馬と鹿に代わるもの

  喫茶店にこうも入り浸っていると、周りの会話というものは意外にも聞こえているものである。「馬鹿」や「殺す」などはこの優しいBGMに包まれた和やかな雰囲気の喫茶店でもその雰囲気を特に壊すことなく聞くことができる。


 馬と鹿、と書いて馬鹿である。本来は莫迦だが、難しいからか、ただの当て字で馬と鹿となったらしい。


 鹿は奈良や広島で見た覚えしかないからはっきりしたことは言えないが、馬は比較的賢い動物の例だろう。つまり、馬を莫迦の当て字に使うのは、いかがなものかと思う。

 そこで、「ば」と読む漢字と「か」と読む漢字を考え、莫迦という意味が漢字にも生きるようなものを考えたい。

「ば」と読む漢字だが、パッと思いつくのは、「場」しかない。罵倒。薔薇。老婆。数分ストローの包み紙を折りながら考えて、三つしか出てこない。意外と、ない。海馬。河馬。馬である。伊庭八郎、三つ葉なんかの「は」の派生で「ば」に代わるものは、やはり私としては認められない。

 スマホで漢字を調べた結果、薔薇は本来「ショウビ」と読み、その派生でバラと読むのだとか。となると、使えない。

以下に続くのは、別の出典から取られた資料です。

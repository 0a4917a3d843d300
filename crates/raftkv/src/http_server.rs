//! Peer-facing HTTP server.
//!
//! Carries the three openraft RPCs between nodes, plus `/health`, which
//! answers 503 once the state machine has halted.

use crate::state_machine::{Health, KvStateMachine};
use crate::type_config::TypeConfig;
use crate::{NodeId, RaftNode};
use axum::extract::State;
use axum::http::StatusCode;
use axum::response::{IntoResponse, Response};
use axum::routing::{get, post};
use axum::{Json, Router};
use openraft::raft::{AppendEntriesRequest, InstallSnapshotRequest, VoteRequest};
use serde::Serialize;
use std::fmt::Debug;
use std::io;
use std::net::SocketAddr;
use std::sync::Arc;
use tokio::net::TcpListener;
use tokio::sync::oneshot;
use tokio::task::JoinHandle;

/// Everything a peer request handler needs.
#[derive(Clone)]
pub struct RaftHttpState {
    pub raft: Arc<RaftNode>,
    pub state_machine: Arc<KvStateMachine>,
}

impl RaftHttpState {
    pub fn new(raft: Arc<RaftNode>, state_machine: Arc<KvStateMachine>) -> Self {
        Self {
            raft,
            state_machine,
        }
    }
}

/// Routes served on the Raft address.
pub fn create_router(state: RaftHttpState) -> Router {
    Router::new()
        .route("/raft/append_entries", post(append_entries))
        .route("/raft/vote", post(vote))
        .route("/raft/install_snapshot", post(install_snapshot))
        .route("/health", get(health))
        .with_state(state)
}

/// Bind `addr` and serve [`create_router`] until the handle is shut down.
pub async fn start_server(addr: SocketAddr, state: RaftHttpState) -> io::Result<ServerHandle> {
    let listener = TcpListener::bind(addr).await?;
    let local_addr = listener.local_addr()?;
    let (stop_tx, stop_rx) = oneshot::channel::<()>();

    let task = tokio::spawn(async move {
        axum::serve(listener, create_router(state))
            .with_graceful_shutdown(async {
                let _ = stop_rx.await;
            })
            .await
    });

    tracing::debug!(%local_addr, "raft rpc server listening");
    Ok(ServerHandle {
        local_addr,
        stop_tx: Some(stop_tx),
        task,
    })
}

/// A running peer server.
pub struct ServerHandle {
    local_addr: SocketAddr,
    stop_tx: Option<oneshot::Sender<()>>,
    task: JoinHandle<io::Result<()>>,
}

impl ServerHandle {
    /// Bound address; differs from the requested one when port 0 was used.
    pub fn local_addr(&self) -> SocketAddr {
        self.local_addr
    }

    /// Stop accepting connections. In-flight requests are allowed to finish.
    pub fn shutdown(&mut self) {
        if let Some(tx) = self.stop_tx.take() {
            let _ = tx.send(());
        }
    }

    pub async fn wait(self) -> io::Result<()> {
        self.task
            .await
            .map_err(|e| io::Error::other(format!("raft rpc server task failed: {}", e)))?
    }
}

/// JSON body on success, the openraft error text with a 500 otherwise.
fn rpc_reply<T: Serialize, E: Debug>(rpc: &str, result: Result<T, E>) -> Response {
    match result {
        Ok(body) => Json(body).into_response(),
        Err(e) => {
            tracing::debug!(rpc, error = ?e, "raft rpc failed");
            (
                StatusCode::INTERNAL_SERVER_ERROR,
                format!("{} failed: {:?}", rpc, e),
            )
                .into_response()
        }
    }
}

async fn append_entries(
    State(state): State<RaftHttpState>,
    Json(req): Json<AppendEntriesRequest<TypeConfig>>,
) -> Response {
    rpc_reply("append_entries", state.raft.append_entries(req).await)
}

async fn vote(
    State(state): State<RaftHttpState>,
    Json(req): Json<VoteRequest<NodeId>>,
) -> Response {
    rpc_reply("vote", state.raft.vote(req).await)
}

async fn install_snapshot(
    State(state): State<RaftHttpState>,
    Json(req): Json<InstallSnapshotRequest<TypeConfig>>,
) -> Response {
    rpc_reply("install_snapshot", state.raft.install_snapshot(req).await)
}

async fn health(State(state): State<RaftHttpState>) -> Response {
    let metrics = state.raft.metrics().borrow().clone();
    let (code, status, reason) = match state.state_machine.health() {
        Health::Serving => (StatusCode::OK, "healthy", None),
        Health::Halted { reason } => (StatusCode::SERVICE_UNAVAILABLE, "halted", Some(reason)),
    };

    let body = serde_json::json!({
        "status": status,
        "reason": reason,
        "node_id": metrics.id,
        "state": format!("{:?}", metrics.state),
        "current_leader": metrics.current_leader,
        "current_term": metrics.current_term,
        "last_log_index": metrics.last_log_index,
        "last_applied": metrics.last_applied.map(|l| l.index),
        "snapshot": metrics.snapshot.map(|l| l.index),
    });
    (code, Json(body)).into_response()
}

#[cfg(test)]
mod tests {
    use super::*;
    use crate::log_storage::{new_log_store, LogStore};
    use crate::network::HttpNetworkFactory;
    use axum::body::{to_bytes, Body};
    use axum::http::Request;
    use openraft::storage::Adaptor;
    use tower::ServiceExt;

    async fn test_state() -> RaftHttpState {
        let state_machine = Arc::new(KvStateMachine::new());
        let (log_store, sm_store) =
            Adaptor::<TypeConfig, LogStore>::new(new_log_store(state_machine.clone()));
        let config = Arc::new(openraft::Config::default().validate().unwrap());
        let raft = openraft::Raft::<TypeConfig>::new(
            1,
            config,
            HttpNetworkFactory::new(1).unwrap(),
            log_store,
            sm_store,
        )
        .await
        .unwrap();
        RaftHttpState::new(Arc::new(raft), state_machine)
    }

    async fn get_health(state: RaftHttpState) -> (StatusCode, serde_json::Value) {
        let request = Request::builder()
            .uri("/health")
            .body(Body::empty())
            .unwrap();
        let response = create_router(state).oneshot(request).await.unwrap();
        let status = response.status();
        let bytes = to_bytes(response.into_body(), usize::MAX).await.unwrap();
        (status, serde_json::from_slice(&bytes).unwrap())
    }

    #[tokio::test]
    async fn health_reports_serving_node() {
        let state = test_state().await;
        let (status, body) = get_health(state.clone()).await;

        assert_eq!(status, StatusCode::OK);
        assert_eq!(body["status"], "healthy");
        assert_eq!(body["node_id"], 1);
        assert!(body["reason"].is_null());

        state.raft.shutdown().await.unwrap();
    }

    #[tokio::test]
    async fn health_reports_halted_node() {
        let state = test_state().await;
        state.state_machine.halt("undecodable entry at 1-1-7");

        let (status, body) = get_health(state.clone()).await;
        assert_eq!(status, StatusCode::SERVICE_UNAVAILABLE);
        assert_eq!(body["status"], "halted");
        assert_eq!(body["reason"], "undecodable entry at 1-1-7");

        state.raft.shutdown().await.unwrap();
    }

    #[tokio::test]
    async fn rpc_routes_reject_get() {
        let state = test_state().await;
        let request = Request::builder()
            .uri("/raft/vote")
            .body(Body::empty())
            .unwrap();
        let response = create_router(state.clone()).oneshot(request).await.unwrap();
        assert_eq!(response.status(), StatusCode::METHOD_NOT_ALLOWED);

        state.raft.shutdown().await.unwrap();
    }
}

 第一案は、「罵可」である。罵っても可い。または、罵る可。しかしべしと読ませる場合は可能のように前に来る。罵っても可いと読み下すのが正しい。たしか。高校時代の記憶なのでひどく曖昧ではあるが、それでも不確定なものは自信をもって送り届けることはできない。

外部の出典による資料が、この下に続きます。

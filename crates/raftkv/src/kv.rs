//! Client-facing key-value operations.
//!
//! [`KvStore`] is what the HTTP adapter serves. [`RaftKv`] implements it on
//! top of the replicated log; [`MemoryKv`] is a single-process backend for
//! tests and local tooling.
//!
//! Reads and writes are leader-only. A follower answers
//! [`KvError::NotLeader`] with the best-known leader address instead of
//! serving possibly stale data.

use crate::command::Command;
use crate::consensus::{Consensus, Leadership, SubmitError};
use crate::error::{KvError, KvResult};
use crate::membership::MembershipManager;
use crate::state_machine::{Health, KvStateMachine};
use crate::store::StateStore;
use async_trait::async_trait;
use parking_lot::Mutex;
use std::collections::BTreeMap;
use std::sync::Arc;
use std::time::Duration;

/// Default bound on how long a write waits to commit.
pub const DEFAULT_APPLY_TIMEOUT: Duration = Duration::from_secs(1);

/// Key-value operations exposed to clients.
#[async_trait]
pub trait KvStore: Send + Sync {
    /// Current value of `key`, `None` if absent.
    async fn get(&self, key: &str) -> KvResult<Option<String>>;

    /// Set every pair. An empty map succeeds without replicating anything.
    async fn put(&self, pairs: BTreeMap<String, String>) -> KvResult<()>;

    /// Remove `key`. Removing an absent key succeeds.
    async fn delete(&self, key: &str) -> KvResult<()>;

    /// Add a node to the cluster.
    async fn join(&self, node_id: &str, addr: &str) -> KvResult<()>;

    /// Who leads the cluster, reported by the client `/health` endpoint.
    fn leadership(&self) -> Leadership;

    fn health(&self) -> Health;
}

/// [`KvStore`] replicated through a [`Consensus`] implementation.
#[derive(Clone)]
pub struct RaftKv {
    consensus: Arc<dyn Consensus>,
    state_machine: Arc<KvStateMachine>,
    membership: MembershipManager,
    apply_timeout: Duration,
}

impl RaftKv {
    pub fn new(consensus: Arc<dyn Consensus>, state_machine: Arc<KvStateMachine>) -> Self {
        Self {
            membership: MembershipManager::new(consensus.clone()),
            consensus,
            state_machine,
            apply_timeout: DEFAULT_APPLY_TIMEOUT,
        }
    }

    pub fn with_apply_timeout(mut self, timeout: Duration) -> Self {
        self.apply_timeout = timeout;
        self
    }

    pub fn membership(&self) -> &MembershipManager {
        &self.membership
    }

    /// Leadership as reported live by the consensus module.
    pub fn is_leader(&self) -> Leadership {
        self.consensus.leadership()
    }

    fn ensure_serving(&self) -> KvResult<()> {
        match self.state_machine.health() {
            Health::Serving => Ok(()),
            Health::Halted { reason } => Err(KvError::Halted(reason)),
        }
    }

    fn ensure_leader(&self) -> KvResult<()> {
        self.ensure_serving()?;
        let leadership = self.consensus.leadership();
        if leadership.is_leader {
            Ok(())
        } else {
            Err(KvError::not_leader(leadership.leader_hint))
        }
    }

    /// Replicate `cmd` and wait for it to apply, for at most the apply
    /// timeout regardless of how the consensus module handles its deadline.
    async fn submit(&self, cmd: Command) -> KvResult<()> {
        let payload = cmd.encode()?;
        let submitted = self.consensus.submit(payload, self.apply_timeout);
        let response = tokio::time::timeout(self.apply_timeout, submitted)
            .await
            .map_err(|_| KvError::Apply(SubmitError::Timeout(self.apply_timeout).to_string()))?
            .map_err(|e| match e {
                SubmitError::Fatal(reason) => KvError::Consensus(reason),
                other => KvError::Apply(other.to_string()),
            })?;
        tracing::debug!(key = %cmd.key, ?response, "command committed");
        Ok(())
    }
}

#[async_trait]
impl KvStore for RaftKv {
    async fn get(&self, key: &str) -> KvResult<Option<String>> {
        self.ensure_leader()?;
        Ok(self.state_machine.store().get(key))
    }

    async fn put(&self, pairs: BTreeMap<String, String>) -> KvResult<()> {
        self.ensure_leader()?;
        for (key, value) in pairs {
            self.submit(Command::put(key, value)).await?;
        }
        Ok(())
    }

    async fn delete(&self, key: &str) -> KvResult<()> {
        self.ensure_leader()?;
        self.submit(Command::delete(key)).await
    }

    async fn join(&self, node_id: &str, addr: &str) -> KvResult<()> {
        self.ensure_serving()?;
        self.membership.join(node_id, addr).await
    }

    fn leadership(&self) -> Leadership {
        self.is_leader()
    }

    fn health(&self) -> Health {
        self.state_machine.health()
    }
}

/// Unreplicated [`KvStore`] that always acts as leader.
#[derive(Debug, Default)]
pub struct MemoryKv {
    store: StateStore,
    members: Mutex<BTreeMap<String, String>>,
}

impl MemoryKv {
    pub fn new() -> Self {
        Self::default()
    }

    pub fn members(&self) -> BTreeMap<String, String> {
        self.members.lock().clone()
    }
}

#[async_trait]
impl KvStore for MemoryKv {
    async fn get(&self, key: &str) -> KvResult<Option<String>> {
        Ok(self.store.get(key))
    }

    async fn put(&self, pairs: BTreeMap<String, String>) -> KvResult<()> {
        for (key, value) in pairs {
            self.store.set(key, value);
        }
        Ok(())
    }

    async fn delete(&self, key: &str) -> KvResult<()> {
        self.store.delete(key);
        Ok(())
    }

    async fn join(&self, node_id: &str, addr: &str) -> KvResult<()> {
        if node_id.is_empty() || addr.is_empty() {
            return Err(KvError::InvalidArgument(
                "node id and address are required".into(),
            ));
        }
        let mut members = self.members.lock();
        match members.get(node_id) {
            Some(existing) if existing != addr => Err(KvError::Conflict {
                node_id: node_id.to_string(),
                existing: existing.clone(),
                requested: addr.to_string(),
            }),
            Some(_) => Ok(()),
            None => {
                members.insert(node_id.to_string(), addr.to_string());
                Ok(())
            }
        }
    }

    fn leadership(&self) -> Leadership {
        Leadership::leader()
    }

    fn health(&self) -> Health {
        Health::Serving
    }
}

#[cfg(test)]
mod tests {
    use super::*;
    use crate::consensus::fake::FakeConsensus;
    use std::time::Instant;

    fn raft_kv(fake: FakeConsensus) -> (Arc<FakeConsensus>, RaftKv) {
        let fake = Arc::new(fake);
        let kv = RaftKv::new(fake.clone(), fake.state_machine.clone());
        (fake, kv)
    }

    fn pairs(items: &[(&str, &str)]) -> BTreeMap<String, String> {
        items
            .iter()
            .map(|(k, v)| (k.to_string(), v.to_string()))
            .collect()
    }

    #[tokio::test]
    async fn leader_put_get_delete() {
        let (_, kv) = raft_kv(FakeConsensus::leader());
        assert!(kv.is_leader().is_leader);

        kv.put(pairs(&[("a", "1")])).await.unwrap();
        assert_eq!(kv.get("a").await.unwrap(), Some("1".into()));

        kv.delete("a").await.unwrap();
        assert_eq!(kv.get("a").await.unwrap(), None);
    }

    #[tokio::test]
    async fn delete_absent_key_succeeds() {
        let (_, kv) = raft_kv(FakeConsensus::leader());
        kv.delete("a").await.unwrap();
        assert_eq!(kv.get("a").await.unwrap(), None);
    }

    #[tokio::test]
    async fn empty_value_is_distinct_from_absent() {
        let (_, kv) = raft_kv(FakeConsensus::leader());
        kv.put(pairs(&[("blank", "")])).await.unwrap();
        assert_eq!(kv.get("blank").await.unwrap(), Some(String::new()));
        assert_eq!(kv.get("missing").await.unwrap(), None);
    }

    #[tokio::test]
    async fn empty_put_submits_nothing() {
        let (fake, kv) = raft_kv(FakeConsensus::leader());
        kv.put(BTreeMap::new()).await.unwrap();
        assert_eq!(fake.submitted(), 0);
    }

    #[tokio::test]
    async fn put_submits_one_command_per_pair() {
        let (fake, kv) = raft_kv(FakeConsensus::leader());
        kv.put(pairs(&[("b", "2"), ("a", "1"), ("c", "3")]))
            .await
            .unwrap();
        assert_eq!(fake.submitted(), 3);
        assert_eq!(fake.state_machine.store().len(), 3);
    }

    #[tokio::test]
    async fn follower_rejects_reads_and_writes() {
        let (fake, kv) = raft_kv(FakeConsensus::follower("127.0.0.1:7001"));

        let leadership = kv.is_leader();
        assert!(!leadership.is_leader);
        assert_eq!(leadership.leader_hint, "127.0.0.1:7001");

        for result in [
            kv.get("a").await.map(|_| ()),
            kv.put(pairs(&[("a", "1")])).await,
            kv.delete("a").await,
        ] {
            match result {
                Err(KvError::NotLeader { hint }) => assert_eq!(hint, "127.0.0.1:7001"),
                other => panic!("unexpected {other:?}"),
            }
        }
        assert_eq!(fake.submitted(), 0);
    }

    #[tokio::test]
    async fn leadership_is_read_live() {
        let (fake, kv) = raft_kv(FakeConsensus::leader());
        assert!(kv.is_leader().is_leader);

        *fake.leadership.lock() = Leadership::follower("");
        assert!(!kv.is_leader().is_leader);
        assert!(matches!(
            kv.get("a").await,
            Err(KvError::NotLeader { hint }) if hint.is_empty()
        ));
    }

    #[tokio::test]
    async fn uncommitted_write_times_out_with_apply_error() {
        let (_, kv) = raft_kv(FakeConsensus::never_commits());

        let started = Instant::now();
        let err = kv.put(pairs(&[("a", "1")])).await.unwrap_err();
        let elapsed = started.elapsed();

        assert!(matches!(err, KvError::Apply(_)), "got {err:?}");
        assert!(elapsed >= Duration::from_millis(900), "took {elapsed:?}");
        assert!(elapsed < Duration::from_secs(5), "took {elapsed:?}");
    }

    #[tokio::test]
    async fn halted_node_refuses_operations() {
        let (fake, kv) = raft_kv(FakeConsensus::leader());
        fake.state_machine.halt("corrupt entry");

        assert!(matches!(kv.health(), Health::Halted { .. }));
        assert!(matches!(kv.get("a").await, Err(KvError::Halted(_))));
        assert!(matches!(
            kv.put(pairs(&[("a", "1")])).await,
            Err(KvError::Halted(_))
        ));
        assert!(matches!(
            kv.join("n2", "127.0.0.1:7002").await,
            Err(KvError::Halted(_))
        ));
    }

    #[tokio::test]
    async fn memory_kv_join_semantics() {
        let kv = MemoryKv::new();
        kv.join("n2", "a:1").await.unwrap();
        kv.join("n2", "a:1").await.unwrap();
        assert!(matches!(
            kv.join("n2", "b:2").await,
            Err(KvError::Conflict { .. })
        ));
        assert_eq!(kv.members().len(), 1);
    }
}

 他、私は珈琲を飲みながら考えるが、いいものが思い浮かばない。しかし、困った時に取る手段がある。お得意の、作り話である。白眉は優れたものを指す言葉だが、ただ単に白い眉の馬良兄ちゃんが一番頭がよかったに過ぎない。もし馬良が鼻ピアスで目立っていたなら「鼻ピアス」が優れてものをあらわすことになっただろう。当時の中国に鼻ピアスがあるとは思えないが、ようは「赤シャツ」と原理は一緒だ。

 第二案として、私は「婆歌」を推薦したい。

 あるところに一人のおばあさんがいた。おばあさんはもともと歌が好きであったが、おばあさんは歌が下手なことを気にして子供の頃からあまり歌うことをしなかった。しかし、彼女も高齢になり彼女の娘も無事に結婚して孫ができた。彼女は子育てやさまざまな役目を終え、好きだったことをして余生を過ごすことにした。もちろん、長年歌っていなかった歌も声に出して歌うことにした。しかし、何十年も歌っていなかったせいで、彼女は歌詞を忘れてしまっていた。覚えているリズムに合わせてうろ覚えで歌うが、その歌詞は支離滅裂なものとなり、毎度違う意味の歌になった。そんなおばあさんの歌を孫たちはせがみ、「婆の歌、婆の歌」と慕った。転じて支離滅裂で毎度言うことが変わったりすること、また支離滅裂なことを言う人のことを婆の歌、婆歌と言うようになった。


 なんともばかげた即興の作り話であるが、こんなものもあっていいのではないだろうか。

 ほら、また隣の席のカップルが騒いでいる。